In Soreno Hotel Co. v. State, 107 Fla. 195, 144 So. 339, referring to the case of Guthrie v. Harkness, 199 U.S. 148, 50 L. Ed. 130, we said:
"In the Guthrie case, supra, it was held that there can be no question that the decided weight of American authority recognizes the common law right of a stockholder `for proper purposes' and other reasonable regulations as to time and place, to inspect the books of the corporation of which he is a member and that `in many states this right has been recognized in statutes which are generally held to be merely in affirmance of the common law.' See also 2 Cook on Corporations (8th Ed.) Sec. 518. In fact, the rule appears well established in cases of this nature, by the great weight of authority that the right of inspection conferred by statutory provisions, is absolute and unqualified except so far as it is limited by the terms of the statutory provision itself."
In that case the record shows, while the opinion does not, that the time for inspection was fixed by the following language in the writ: "That on the 27th day of January, 1932, at the hour of two o'clock in the afternoon of said day at the office of the corporation in St. Petersburg, Florida, and from day to day thereafter as long as may be necessary, not exceeding two weeks."
So it is that while the Court does not have authority to command in mandamus the respondents to allow an audit made, it does have power to allow a reasonable time for the inspection of the books and records, and if the relator can accomplish the making of an audit during that time we apprehend no reason why he may not do so. The inspection of the record is for the purpose of determining the condition reflected by it and it is for him to determine the extent of the information which he will acquire acting within the terms of the order.

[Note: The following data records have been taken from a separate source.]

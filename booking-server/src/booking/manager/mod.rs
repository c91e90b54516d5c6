//! BookingManager - reservation and payment lifecycle processing
//!
//! Single mutation path for the booking workflow. Every state transition
//! runs inside one redb write transaction; redb serializes write
//! transactions, so conflicting seat claims are decided in order and a
//! failed transition is dropped without commit.
//!
//! # Atomic units
//!
//! ```text
//! create_reservation   check trip → check seat → insert hold → claim seat
//! cancel / expire      release seat → cancel ticket → stamp cancelled_at
//! confirm_payment      payment completed → reservation confirmed → ticket issued
//! ```

mod error;
pub use error::*;

use super::storage::BookingStorage;
use super::ticket_issuer;
use serde::Serialize;
use shared::models::{
    BusInfo, Payment, PaymentMethod, PaymentStatus, Reservation, ReservationStatus, Ticket, Trip,
    TripStatus,
};
use std::path::Path;

/// Trip with its derived seat availability
#[derive(Debug, Clone, Serialize)]
pub struct TripDetail {
    #[serde(flatten)]
    pub trip: Trip,
    /// Seat labels of non-cancelled reservations, in label order
    pub occupied_seats: Vec<String>,
    pub available_seats: u32,
}

/// Reservation with its related records attached
#[derive(Debug, Clone, Serialize)]
pub struct ReservationDetail {
    #[serde(flatten)]
    pub reservation: Reservation,
    pub trip: Option<Trip>,
    /// Most recent payment attempt, if any
    pub payment: Option<Payment>,
    pub ticket: Option<Ticket>,
}

/// Result of initiating a payment
#[derive(Debug, Clone, Serialize)]
pub struct PaymentSession {
    pub payment: Payment,
    /// Hold deadline of the reservation being paid for
    pub expires_at: i64,
}

/// Result of a (idempotent) payment confirmation
#[derive(Debug, Clone, Serialize)]
pub struct PaymentConfirmation {
    pub payment: Payment,
    pub reservation: Reservation,
    pub ticket: Ticket,
}

/// Input for publishing a trip
#[derive(Debug, Clone)]
pub struct TripDraft {
    pub bus_name: String,
    pub plate_number: String,
    pub total_seats: u32,
    pub price: f64,
    pub departure_city: String,
    pub destination_city: String,
    pub departure_time: i64,
}

/// BookingManager for reservation, payment and ticket processing
#[derive(Clone)]
pub struct BookingManager {
    storage: BookingStorage,
    /// Hold duration for new reservations (millis)
    reservation_ttl_ms: i64,
    currency: String,
}

impl std::fmt::Debug for BookingManager {
    fn fmt(&self, f: &mut std::fmt::Formatter<'_>) -> std::fmt::Result {
        f.debug_struct("BookingManager")
            .field("storage", &"<BookingStorage>")
            .field("reservation_ttl_ms", &self.reservation_ttl_ms)
            .field("currency", &self.currency)
            .finish()
    }
}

We find no reversible error reflected by the record. Therefore, the judgment is affirmed, without prejudice, however, to the court below allowing amendments to alternative and peremptory writs as to date and time prescribed for execution of the commands of the writ as the record shows that the originally named time and date have passed and amendment is necessary to make the writ effectual.
So ordered.
ELLIS, C.J., and TERRELL, J., concur.
WHITFIELD, P.J., and BROWN and DAVIS, J.J., concur in the opinion and judgment.